Requirement. The lines from the start of the records through the one containing "use crate::colors::level_tint;" are to be transcribed exactly, and nothing else.

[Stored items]
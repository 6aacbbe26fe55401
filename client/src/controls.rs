use leptos::prelude::*;
use wasm_bindgen_futures::spawn_local;

use prefmap_shared::{MapType, PreferenceLevel};

use crate::app::{CurrentMap, Preferences, SelectedLevel, clear_all, toggle_level};
use crate::colors::level_tint;
use crate::share::{COPIED_DISPLAY_MS, copy_text, current_share_url, download_svg};

const PANEL_STYLE: &str = "background: #ffffff; border: 1px solid #e5e7eb; border-radius: 12px; box-shadow: 0 10px 25px rgba(0,0,0,0.06); padding: 20px;";

/// Row of map type tabs.
#[component]
pub fn MapSelector() -> impl IntoView {
    let CurrentMap(current_map) = expect_context();
    let Preferences(preferences) = expect_context();

    view! {
        <nav style="display: flex; flex-wrap: wrap; justify-content: center; gap: 8px;">
            {MapType::ALL
                .into_iter()
                .map(|map| {
                    let active = move || current_map.get() == map;
                    let rated = move || preferences.with(|store| store.rated_count(map));
                    view! {
                        <button
                            style="padding: 8px 16px; border-radius: 999px; border: 2px solid; cursor: pointer; font-size: 0.9rem; font-weight: 600; transition: all 0.15s;"
                            style:border-color=move || if active() { "#3b82f6" } else { "#e5e7eb" }
                            style:background=move || if active() { "#eff6ff" } else { "#ffffff" }
                            style:color=move || if active() { "#1d4ed8" } else { "#374151" }
                            on:click=move |_| current_map.set(map)
                        >
                            {format!("{} {}", map.flag(), map.display_name())}
                            {move || {
                                let n = rated();
                                (n > 0).then(|| view! {
                                    <span style="margin-left: 6px; font-size: 0.75rem; color: #6b7280;">{format!("({n})")}</span>
                                })
                            }}
                        </button>
                    }
                })
                .collect_view()}
        </nav>
    }
}

/// The five preference levels. Picking the active one again deselects it.
#[component]
pub fn LevelSelector() -> impl IntoView {
    let SelectedLevel(selected) = expect_context();
    let CurrentMap(current_map) = expect_context();

    view! {
        <section style=PANEL_STYLE>
            <h2 style="font-size: 1.2rem; font-weight: 700; margin: 0 0 8px;">"Select Your Living Preference"</h2>
            <p style="color: #4b5563; font-size: 0.9rem; margin: 0 0 16px;">
                {move || format!(
                    "Choose a level, then click on {} to apply it. Click a level again to deselect.",
                    current_map.get().unit(2)
                )}
            </p>
            <div style="display: flex; flex-direction: column; gap: 10px;">
                {PreferenceLevel::ALL
                    .into_iter()
                    .enumerate()
                    .map(|(i, level)| {
                        let is_selected = move || selected.get() == Some(level);
                        view! {
                            <button
                                style="display: flex; align-items: center; gap: 12px; width: 100%; padding: 12px; border-radius: 10px; border: 2px solid; text-align: left; cursor: pointer; transition: all 0.15s;"
                                style:border-color=move || if is_selected() { level.color() } else { "#e5e7eb" }
                                style:background=move || if is_selected() { level_tint(level, 0.08) } else { "#ffffff".to_owned() }
                                title=format!("Shortcut: {}", i + 1)
                                on:click=move |_| toggle_level(selected, level)
                            >
                                <span style={format!("width: 22px; height: 22px; border-radius: 50%; border: 2px solid #ffffff; box-shadow: 0 1px 3px rgba(0,0,0,0.3); flex-shrink: 0; background: {};", level.color())} />
                                <span style="flex: 1;">
                                    <div style="font-weight: 600; color: #1f2937;">{level.label()}</div>
                                    <div style="font-size: 0.8rem; color: #4b5563;">{level.description()}</div>
                                </span>
                                {move || is_selected().then(|| view! {
                                    <span style="color: #2563eb; font-size: 0.8rem; font-weight: 600;">"Selected"</span>
                                })}
                            </button>
                        }
                    })
                    .collect_view()}
            </div>
        </section>
    }
}

/// Share, download and clear.
#[component]
pub fn ActionButtons() -> impl IntoView {
    let CurrentMap(current_map) = expect_context();
    let Preferences(preferences) = expect_context();
    let SelectedLevel(selected) = expect_context();

    let show_copied = RwSignal::new(false);
    let has_preferences = move || preferences.with(|store| !store.is_empty());

    let on_share = move |_| {
        let url = preferences.with_untracked(|store| {
            current_share_url(current_map.get_untracked(), store)
        });
        let url = match url {
            Ok(url) => url,
            Err(e) => {
                web_sys::console::warn_1(&format!("[prefmap] share link failed: {e}").into());
                return;
            }
        };
        spawn_local(async move {
            match copy_text(&url).await {
                Ok(()) => {
                    show_copied.set(true);
                    gloo_timers::future::TimeoutFuture::new(COPIED_DISPLAY_MS).await;
                    show_copied.set(false);
                }
                Err(e) => {
                    web_sys::console::warn_1(&format!("[prefmap] copy failed: {e}").into());
                }
            }
        });
    };

    let on_download = move |_| {
        if let Err(e) = download_svg(current_map.get_untracked()) {
            web_sys::console::warn_1(&format!("[prefmap] svg export failed: {e}").into());
        }
    };

    let button_style = "position: relative; width: 100%; padding: 10px 16px; border-radius: 10px; border: none; cursor: pointer; font-weight: 600; font-size: 0.9rem;";

    view! {
        <section style="display: flex; flex-direction: column; gap: 8px;">
            {move || has_preferences().then(|| view! {
                <button
                    style=button_style
                    style:background="#dbeafe"
                    style:color="#1d4ed8"
                    on:click=on_share
                >
                    "\u{1F517} Share Your Map"
                    {move || show_copied.get().then(|| view! {
                        <span style="position: absolute; top: -8px; right: -8px; background: #22c55e; color: #ffffff; font-size: 0.7rem; padding: 2px 8px; border-radius: 999px;">
                            "Copied!"
                        </span>
                    })}
                </button>
            })}
            <button
                style=button_style
                style:background="#ede9fe"
                style:color="#6d28d9"
                on:click=on_download
            >
                "\u{1F5BC}\u{FE0F} Download Image"
            </button>
            {move || has_preferences().then(|| view! {
                <button
                    style=button_style
                    style:background="#fee2e2"
                    style:color="#b91c1c"
                    on:click=move |_| clear_all(preferences, selected)
                >
                    "\u{1F5D1}\u{FE0F} Clear All Preferences"
                </button>
            })}
        </section>
    }
}
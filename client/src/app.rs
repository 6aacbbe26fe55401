use leptos::prelude::*;
use std::cell::RefCell;
use wasm_bindgen::JsCast;

use prefmap_shared::codec::load_from_query;
use prefmap_shared::{MapType, PreferenceLevel, PreferenceStore, SharedState};

use crate::controls::{ActionButtons, LevelSelector, MapSelector};
use crate::map_view::MapView;
use crate::stats::StatsPanel;

struct KeydownBinding {
    window: web_sys::Window,
    _handler: wasm_bindgen::closure::Closure<dyn Fn(web_sys::KeyboardEvent)>,
}

thread_local! {
    static KEYDOWN_BINDING: RefCell<Option<KeydownBinding>> = const { RefCell::new(None) };
}

/// Newtype wrappers so each signal gets its own Leptos context slot.
#[derive(Clone, Copy)]
pub(crate) struct CurrentMap(pub RwSignal<MapType>);
#[derive(Clone, Copy)]
pub(crate) struct Preferences(pub RwSignal<PreferenceStore>);
#[derive(Clone, Copy)]
pub(crate) struct SelectedLevel(pub RwSignal<Option<PreferenceLevel>>);
#[derive(Clone, Copy)]
pub(crate) struct Hovered(pub RwSignal<Option<String>>);
#[derive(Clone, Copy)]
pub(crate) struct MousePos(pub RwSignal<(f64, f64)>);

/// Read `?map=..&prefs=..` from the page URL.
fn initial_share_state() -> SharedState {
    let search = web_sys::window()
        .and_then(|window| window.location().search().ok())
        .unwrap_or_default();
    let state = load_from_query(&search);
    tracing::info!(
        map = %state.map,
        source = ?state.source,
        rated = state.store.rated_count(state.map),
        "initial state loaded"
    );
    state
}

/// Picking the active level again deselects it.
pub(crate) fn toggle_level(selected: RwSignal<Option<PreferenceLevel>>, level: PreferenceLevel) {
    selected.update(|current| {
        *current = if *current == Some(level) {
            None
        } else {
            Some(level)
        };
    });
}

/// Apply the active level to a region. Nothing happens without an active level.
pub(crate) fn rate_region(
    preferences: RwSignal<PreferenceStore>,
    map: MapType,
    region_id: &str,
    level: Option<PreferenceLevel>,
) {
    if level.is_none() {
        return;
    }
    preferences.update(|store| {
        store.set_preference(map, region_id, level);
    });
}

/// Clear every map and drop the active level.
pub(crate) fn clear_all(
    preferences: RwSignal<PreferenceStore>,
    selected: RwSignal<Option<PreferenceLevel>>,
) {
    preferences.update(|store| store.clear(None));
    selected.set(None);
}

fn level_for_key(key: &str) -> Option<PreferenceLevel> {
    let digit = key.parse::<usize>().ok()?;
    PreferenceLevel::ALL.get(digit.checked_sub(1)?).copied()
}

#[component]
pub fn App() -> impl IntoView {
    let initial = initial_share_state();

    let current_map = RwSignal::new(initial.map);
    let preferences = RwSignal::new(initial.store);
    let selected_level = RwSignal::new(Some(PreferenceLevel::Never));
    let hovered: RwSignal<Option<String>> = RwSignal::new(None);
    let mouse_pos = RwSignal::new((0.0, 0.0));

    provide_context(CurrentMap(current_map));
    provide_context(Preferences(preferences));
    provide_context(SelectedLevel(selected_level));
    provide_context(Hovered(hovered));
    provide_context(MousePos(mouse_pos));

    // Hover belongs to the map that was showing.
    Effect::new(move || {
        current_map.track();
        hovered.set(None);
    });

    // Keyboard shortcuts: 1-5 pick a level, 0 or Escape deselects.
    Effect::new(move || {
        use wasm_bindgen::prelude::*;

        let Some(window) = web_sys::window() else {
            return;
        };

        KEYDOWN_BINDING.with(|slot| {
            if let Some(old) = slot.borrow_mut().take() {
                let _ = old.window.remove_event_listener_with_callback(
                    "keydown",
                    old._handler.as_ref().unchecked_ref(),
                );
            }
        });

        let handler =
            Closure::<dyn Fn(web_sys::KeyboardEvent)>::new(move |e: web_sys::KeyboardEvent| {
                let target_tag = e
                    .target()
                    .and_then(|t| t.dyn_into::<web_sys::HtmlElement>().ok())
                    .map(|el| el.tag_name())
                    .unwrap_or_default();
                if target_tag == "INPUT" || target_tag == "TEXTAREA" {
                    return;
                }
                if e.ctrl_key() || e.meta_key() || e.alt_key() {
                    return;
                }

                let key = e.key();
                match key.as_str() {
                    "0" | "Escape" => selected_level.set(None),
                    other => {
                        if let Some(level) = level_for_key(other) {
                            toggle_level(selected_level, level);
                        }
                    }
                }
            });

        if window
            .add_event_listener_with_callback("keydown", handler.as_ref().unchecked_ref())
            .is_ok()
        {
            KEYDOWN_BINDING.with(|slot| {
                *slot.borrow_mut() = Some(KeydownBinding {
                    window: window.clone(),
                    _handler: handler,
                });
            });
        }
    });

    let title = move || {
        let map = current_map.get();
        format!("{} {} Living Preference Map", map.flag(), map.display_name())
    };

    view! {
        <div style="min-height: 100vh; background: linear-gradient(135deg, #eff6ff, #eef2ff 50%, #f3e8ff); padding: 16px; font-family: 'Inter', system-ui, sans-serif; color: #111827;">
            <div style="max-width: 1280px; margin: 0 auto;">
                <header style="text-align: center; margin-bottom: 24px;">
                    <h1 style="font-size: 2.1rem; font-weight: 700; margin: 0 0 12px;">{title}</h1>
                    <p style="font-size: 1.05rem; color: #374151; max-width: 640px; margin: 0 auto 16px;">
                        "Select a preference level, then click on the map to color-code the places you would (or would not) live."
                    </p>
                    <MapSelector />
                </header>
                <div style="display: grid; grid-template-columns: minmax(260px, 1fr) 3fr; gap: 24px; align-items: start;">
                    <aside style="display: flex; flex-direction: column; gap: 16px;">
                        <LevelSelector />
                        <ActionButtons />
                    </aside>
                    <main>
                        <MapView />
                        <Instructions />
                        <div style="margin-top: 20px;">
                            <StatsPanel />
                        </div>
                    </main>
                </div>
            </div>
        </div>
    }
}

/// One-line hint under the map naming the active level.
#[component]
fn Instructions() -> impl IntoView {
    let SelectedLevel(selected) = expect_context();
    let CurrentMap(current_map) = expect_context();

    view! {
        <p style="margin: 12px 0 0; text-align: center; color: #4b5563; font-size: 0.9rem; min-height: 1.2em;">
            {move || match selected.get() {
                Some(level) => format!(
                    "Click on {} to mark them as \"{}\"",
                    current_map.get().unit(2),
                    level.label()
                ),
                None => "Pick a preference level to start rating".to_owned(),
            }}
        </p>
    }
}

#[cfg(test)]
mod tests {
    use super::level_for_key;
    use prefmap_shared::PreferenceLevel;

    #[test]
    fn digit_keys_map_to_levels() {
        assert_eq!(level_for_key("1"), Some(PreferenceLevel::Never));
        assert_eq!(level_for_key("5"), Some(PreferenceLevel::Absolutely));
        assert_eq!(level_for_key("0"), None);
        assert_eq!(level_for_key("6"), None);
        assert_eq!(level_for_key("a"), None);
    }
}
use wasm_bindgen::{JsCast, JsValue};
use wasm_bindgen_futures::JsFuture;

use prefmap_shared::codec::share_url;
use prefmap_shared::{MapType, PreferenceStore};

use crate::map_view::MAP_SVG_ID;

pub(crate) const COPIED_DISPLAY_MS: u32 = 3_000;

fn js_err(e: JsValue) -> String {
    e.as_string().unwrap_or_else(|| format!("{e:?}"))
}

/// Absolute share link for the current page origin.
pub fn current_share_url(map: MapType, store: &PreferenceStore) -> Result<String, String> {
    let window = web_sys::window().ok_or("no window")?;
    let origin = window.location().origin().map_err(js_err)?;
    share_url(&origin, map, store).map_err(|e| e.to_string())
}

#[derive(Debug, Clone, Copy, PartialEq, Eq)]
enum CopyMethod {
    AsyncClipboard,
    Textarea,
}

impl CopyMethod {
    /// `navigator.clipboard` is absent outside secure contexts.
    fn for_clipboard(present: bool) -> Self {
        if present {
            Self::AsyncClipboard
        } else {
            Self::Textarea
        }
    }
}

fn has_clipboard(navigator: &web_sys::Navigator) -> bool {
    js_sys::Reflect::get(navigator, &JsValue::from_str("clipboard"))
        .map(|value| !value.is_undefined() && !value.is_null())
        .unwrap_or(false)
}

/// Copy `text` with the async clipboard API, falling back to a hidden
/// textarea and `execCommand("copy")` when the API is missing or rejects.
pub async fn copy_text(text: &str) -> Result<(), String> {
    let window = web_sys::window().ok_or("no window")?;
    let navigator = window.navigator();
    match CopyMethod::for_clipboard(has_clipboard(&navigator)) {
        CopyMethod::Textarea => {
            tracing::debug!("clipboard API unavailable, using fallback");
            fallback_copy(text)
        }
        CopyMethod::AsyncClipboard => {
            let promise = navigator.clipboard().write_text(text);
            match JsFuture::from(promise).await {
                Ok(_) => Ok(()),
                Err(e) => {
                    tracing::debug!(error = %js_err(e), "clipboard write rejected, using fallback");
                    fallback_copy(text)
                }
            }
        }
    }
}

fn fallback_copy(text: &str) -> Result<(), String> {
    let document = web_sys::window()
        .and_then(|w| w.document())
        .ok_or("no document")?;
    let body = document.body().ok_or("no body")?;

    let textarea = document
        .create_element("textarea")
        .map_err(js_err)?
        .dyn_into::<web_sys::HtmlTextAreaElement>()
        .map_err(|_| "textarea cast failed".to_owned())?;
    textarea.set_value(text);
    textarea
        .style()
        .set_property("position", "fixed")
        .map_err(js_err)?;
    textarea.style().set_property("opacity", "0").map_err(js_err)?;
    body.append_child(&textarea).map_err(js_err)?;
    textarea.select();

    let copied = document
        .dyn_into::<web_sys::HtmlDocument>()
        .map_err(|_| "not an HTML document".to_owned())
        .and_then(|doc| doc.exec_command("copy").map_err(js_err));
    textarea.remove();

    match copied {
        Ok(true) => Ok(()),
        Ok(false) => Err("copy command was rejected".to_owned()),
        Err(e) => Err(e),
    }
}

pub(crate) fn svg_file_name(map: MapType) -> String {
    format!("prefmap-{}.svg", map.as_str().to_ascii_lowercase())
}

/// Save the rendered map as a standalone `.svg` file.
pub fn download_svg(map: MapType) -> Result<(), String> {
    let document = web_sys::window()
        .and_then(|w| w.document())
        .ok_or("no document")?;
    let svg = document
        .get_element_by_id(MAP_SVG_ID)
        .ok_or("map is not rendered")?
        .outer_html();

    let parts = js_sys::Array::of1(&JsValue::from_str(&svg));
    let options = web_sys::BlobPropertyBag::new();
    options.set_type("image/svg+xml");
    let blob =
        web_sys::Blob::new_with_str_sequence_and_options(&parts, &options).map_err(js_err)?;
    let href = web_sys::Url::create_object_url_with_blob(&blob).map_err(js_err)?;

    let anchor = document
        .create_element("a")
        .map_err(js_err)?
        .dyn_into::<web_sys::HtmlAnchorElement>()
        .map_err(|_| "anchor cast failed".to_owned())?;
    anchor.set_href(&href);
    anchor.set_download(&svg_file_name(map));
    anchor.click();
    web_sys::Url::revoke_object_url(&href).map_err(js_err)?;
    Ok(())
}

#[cfg(test)]
mod tests {
    use super::{CopyMethod, svg_file_name};
    use prefmap_shared::MapType;

    #[test]
    fn missing_clipboard_goes_straight_to_textarea() {
        assert_eq!(CopyMethod::for_clipboard(false), CopyMethod::Textarea);
        assert_eq!(CopyMethod::for_clipboard(true), CopyMethod::AsyncClipboard);
    }

    #[test]
    fn svg_file_is_named_after_the_map() {
        assert_eq!(svg_file_name(MapType::Usa), "prefmap-usa.svg");
        assert_eq!(svg_file_name(MapType::Japan), "prefmap-japan.svg");
    }
}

Solution for this exercise.
repository 6aacbbe26fe55401
filename client/src/controls.rs
use leptos::prelude::*;
use wasm_bindgen_futures::spawn_local;

use prefmap_shared::{MapType, PreferenceLevel};

use crate::app::{CurrentMap, Preferences, SelectedLevel, clear_all, toggle_level};
use crate::colors::level_tint;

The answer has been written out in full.